Work task:
Go through the lines below and copy any that hold the string "live".

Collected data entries

//! Flash deal repository.

use chrono::{DateTime, Utc};
use rust_decimal::Decimal;
use serde::{Deserialize, Serialize};
use sqlx::{PgConnection, PgPool};

use emporium_core::api::{ListQuery, Paginated};
use emporium_core::pricing::DealRule;
use emporium_core::{DealId, ProductId};

use crate::listing::{ListSpec, StatusColumn, fetch_page};
use crate::{RepositoryError, required};

/// A time-boxed price on one product.
#[derive(Debug, Clone, Serialize, Deserialize, sqlx::FromRow)]
pub struct Deal {
    pub id: DealId,
    pub title: String,
    pub product_id: ProductId,
    pub product_name: String,
    pub product_slug: String,
    pub regular_price: Decimal,
    pub deal_price: Decimal,
    pub starts_at: DateTime<Utc>,
    pub ends_at: DateTime<Utc>,
    pub quantity_limit: Option<i32>,
    pub sold_count: i32,
    pub is_active: bool,
    pub created_at: DateTime<Utc>,
    pub updated_at: DateTime<Utc>,
}

impl Deal {
    /// The pricing rule for this deal.
    #[must_use]
    pub const fn rule(&self) -> DealRule {
        DealRule {
            deal_price: self.deal_price,
            starts_at: self.starts_at,
            ends_at: self.ends_at,
            quantity_limit: self.quantity_limit,
            sold_count: self.sold_count,
            is_active: self.is_active,
        }
    }
}

/// Create/update payload for a deal.
#[derive(Debug, Clone, Serialize, Deserialize)]
pub struct DealInput {
    pub title: String,
    pub product_id: ProductId,
    pub deal_price: Decimal,
    pub starts_at: DateTime<Utc>,
    pub ends_at: DateTime<Utc>,
    #[serde(default)]
    pub quantity_limit: Option<i32>,
    #[serde(default = "crate::users::default_true")]
    pub is_active: bool,
}

impl DealInput {
    fn validate(&self) -> Result<String, RepositoryError> {
        let title = required(&self.title, "title")?;
        if self.deal_price < Decimal::ZERO {
            return Err(RepositoryError::invalid("deal price cannot be negative"));
        }
        if self.ends_at <= self.starts_at {
            return Err(RepositoryError::invalid("end must be after start"));
        }
        if self.quantity_limit.is_some_and(|limit| limit <= 0) {
            return Err(RepositoryError::invalid("quantity limit must be positive"));
        }
        Ok(title)
    }
}

const SELECT: &str = "d.id, d.title, d.product_id, p.name AS product_name, \
                      p.slug AS product_slug, p.price AS regular_price, d.deal_price, \
                      d.starts_at, d.ends_at, d.quantity_limit, d.sold_count, d.is_active, \
                      d.created_at, d.updated_at";

const FROM: &str = "shop.deals d JOIN shop.products p ON p.id = d.product_id";

const LISTING: ListSpec = ListSpec {
    select: SELECT,
    from: FROM,
    search: &["d.title", "p.name", "p.sku"],
    status: StatusColumn::Active("d.is_active"),
    order_by: "d.starts_at DESC, d.id DESC",
};

/// Repository for deal database operations.
pub struct DealRepository<'a> {
    pool: &'a PgPool,
}

impl<'a> DealRepository<'a> {
    #[must_use]
    pub const fn new(pool: &'a PgPool) -> Self {
        Self { pool }
    }

    /// # Errors
    ///
    /// Returns `RepositoryError::Database` if the query fails.
    pub async fn list(&self, query: &ListQuery) -> Result<Paginated<Deal>, RepositoryError> {
        fetch_page(self.pool, &LISTING, query).await
    }

    /// # Errors
    ///
    /// Returns `RepositoryError::Database` if the query fails.
    pub async fn get(&self, id: DealId) -> Result<Option<Deal>, RepositoryError> {
        let row = sqlx::query_as::<_, Deal>(&format!("SELECT {SELECT} FROM {FROM} WHERE d.id = $1"))
            .bind(id)
            .fetch_optional(self.pool)
            .await?;
        Ok(row)
    }

    /// Deals live at `now` on active products, ending soonest first.
    ///
    /// # Errors
    ///
    /// Returns `RepositoryError::Database` if the query fails.
    pub async fn active(&self, now: DateTime<Utc>) -> Result<Vec<Deal>, RepositoryError> {
        let rows = sqlx::query_as::<_, Deal>(&format!(
            "SELECT {SELECT} FROM {FROM} \
             WHERE d.is_active AND p.status = 'active' \
               AND d.starts_at <= $1 AND d.ends_at > $1 \
               AND (d.quantity_limit IS NULL OR d.sold_count < d.quantity_limit) \
             ORDER BY d.ends_at ASC"
        ))
        .bind(now)
        .fetch_all(self.pool)
        .await?;
        Ok(rows)
    }

    /// The cheapest deal live on a product at `now`.
    ///
    /// # Errors
    ///
    /// Returns `RepositoryError::Database` if the query fails.
    pub async fn active_for_product(
        &self,
        product_id: ProductId,
        now: DateTime<Utc>,
    ) -> Result<Option<Deal>, RepositoryError> {
        let row = sqlx::query_as::<_, Deal>(&format!(
            "SELECT {SELECT} FROM {FROM} \
             WHERE d.product_id = $1 AND d.is_active \
               AND d.starts_at <= $2 AND d.ends_at > $2 \
               AND (d.quantity_limit IS NULL OR d.sold_count < d.quantity_limit) \
             ORDER BY d.deal_price ASC \
             LIMIT 1"
        ))
        .bind(product_id)
        .bind(now)
        .fetch_optional(self.pool)
        .await?;
        Ok(row)
    }

    /// # Errors
    ///
    /// Returns `RepositoryError::Validation` for bad input or an unknown product.
    pub async fn create(&self, input: &DealInput) -> Result<Deal, RepositoryError> {
        let title = input.validate()?;
        let id = sqlx::query_scalar::<_, DealId>(
            "INSERT INTO shop.deals \
                 (title, product_id, deal_price, starts_at, ends_at, quantity_limit, is_active) \
             VALUES ($1, $2, $3, $4, $5, $6, $7) \
             RETURNING id",
        )
        .bind(&title)
        .bind(input.product_id)
        .bind(input.deal_price)
        .bind(input.starts_at)
        .bind(input.ends_at)
        .bind(input.quantity_limit)
        .bind(input.is_active)
        .fetch_one(self.pool)
        .await
        .map_err(RepositoryError::from_write)?;
        self.get(id).await?.ok_or(RepositoryError::NotFound)
    }

    /// Update a deal. The sold counter is kept.
    ///
    /// # Errors
    ///
    /// Returns `RepositoryError::NotFound` if the deal does not exist.
    pub async fn update(&self, id: DealId, input: &DealInput) -> Result<Deal, RepositoryError> {
        let title = input.validate()?;
        let updated = sqlx::query_scalar::<_, DealId>(
            "UPDATE shop.deals \
             SET title = $2, product_id = $3, deal_price = $4, starts_at = $5, ends_at = $6, \
                 quantity_limit = $7, is_active = $8, updated_at = NOW() \
             WHERE id = $1 \
             RETURNING id",
        )
        .bind(id)
        .bind(&title)
        .bind(input.product_id)
        .bind(input.deal_price)
        .bind(input.starts_at)
        .bind(input.ends_at)
        .bind(input.quantity_limit)
        .bind(input.is_active)
        .fetch_optional(self.pool)
        .await
        .map_err(RepositoryError::from_write)?;
        if updated.is_none() {
            return Err(RepositoryError::NotFound);
        }
        self.get(id).await?.ok_or(RepositoryError::NotFound)
    }

    /// # Errors
    ///
    /// Returns `RepositoryError::NotFound` if the deal does not exist.
    pub async fn set_active(&self, id: DealId, is_active: bool) -> Result<(), RepositoryError> {
        let result = sqlx::query("UPDATE shop.deals SET is_active = $2, updated_at = NOW() WHERE id = $1")
            .bind(id)
            .bind(is_active)
            .execute(self.pool)
            .await?;
        if result.rows_affected() == 0 {
            return Err(RepositoryError::NotFound);
        }
        Ok(())
    }

    /// # Errors
    ///
    /// Returns `RepositoryError::NotFound` if the deal does not exist.
    pub async fn delete(&self, id: DealId) -> Result<(), RepositoryError> {
        let result = sqlx::query("DELETE FROM shop.deals WHERE id = $1")
            .bind(id)
            .execute(self.pool)
            .await
            .map_err(RepositoryError::from_write)?;
        if result.rows_affected() == 0 {
            return Err(RepositoryError::NotFound);
        }
        Ok(())
    }

    /// Count units sold at the deal price inside an open transaction.
    ///
    /// # Errors
    ///
    /// Returns `RepositoryError::Conflict` when the deal sold out in the
    /// meantime.
    pub async fn record_sale(
        conn: &mut PgConnection,
        id: DealId,
        quantity: i32,
    ) -> Result<(), RepositoryError> {
        let result = sqlx::query(
            "UPDATE shop.deals \
             SET sold_count = sold_count + $2, updated_at = NOW() \
             WHERE id = $1 AND (quantity_limit IS NULL OR sold_count + $2 <= quantity_limit)",
        )
        .bind(id)
        .bind(quantity)
        .execute(&mut *conn)
        .await?;
        if result.rows_affected() == 0 {
            return Err(RepositoryError::Conflict(
                "flash deal quantity sold out".to_owned(),
            ));
        }
        Ok(())
    }
}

Solution to the exercise:
    /// Deals live at `now` on active products, ending soonest first.
    /// The cheapest deal live on a product at `now`.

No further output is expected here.